= Beginning of Section =
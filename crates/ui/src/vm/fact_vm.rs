use learnify_core::{FactPhase, FactSession};

use crate::vm::TopicCardVm;

pub const GENERATE_LABEL: &str = "Get a Fun Fact!";
pub const GENERATING_LABEL: &str = "Thinking...";

/// What the topic dialog shows for the current session, if it is open.
#[derive(Clone, Debug, PartialEq, Eq)]
pub struct FactModalVm {
    pub topic: TopicCardVm,
    pub button_label: &'static str,
    pub button_disabled: bool,
    pub content: Option<String>,
}

impl FactModalVm {
    #[must_use]
    pub fn from_session(session: &FactSession) -> Option<Self> {
        let topic = session.selected_topic()?;
        let loading = session.phase() == FactPhase::OpenLoading;
        let content = (!session.content().is_empty()).then(|| session.content().to_string());
        Some(Self {
            topic: TopicCardVm::from(topic),
            button_label: if loading { GENERATING_LABEL } else { GENERATE_LABEL },
            button_disabled: !session.can_generate(),
            content,
        })
    }
}
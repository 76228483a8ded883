//! Shared error types for the services crate.

use thiserror::Error;

use storage::repository::StorageError;

/// Errors emitted by `FactService`.
///
/// None of these reach the learner verbatim; the modal shows one of two
/// fixed fallback messages instead.
#[derive(Debug, Error)]
#[non_exhaustive]
pub enum FactError {
    #[error("fact service is not configured")]
    Disabled,
    #[error("fact service returned an empty response")]
    EmptyResponse,
    #[error("fact request failed with status {0}")]
    HttpStatus(reqwest::StatusCode),
    #[error("fact request timed out")]
    Timeout,
    #[error("fact response is not valid JSON: {0}")]
    InvalidBody(#[from] serde_json::Error),
    #[error(transparent)]
    Http(reqwest::Error),
}

impl From<reqwest::Error> for FactError {
    fn from(err: reqwest::Error) -> Self {
        if err.is_timeout() {
            Self::Timeout
        } else {
            Self::Http(err.without_url())
        }
    }
}

/// Errors emitted by `DashboardService`.
#[derive(Debug, Error)]
#[non_exhaustive]
pub enum DashboardError {
    #[error(transparent)]
    Storage(#[from] StorageError),
}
= End of Section =
§ **TASK BRIEF**
Would you please filter the lines above and copy every one that includes "FactError"?

§ **THE ANSWER**
pub enum FactError {
impl From<reqwest::Error> for FactError {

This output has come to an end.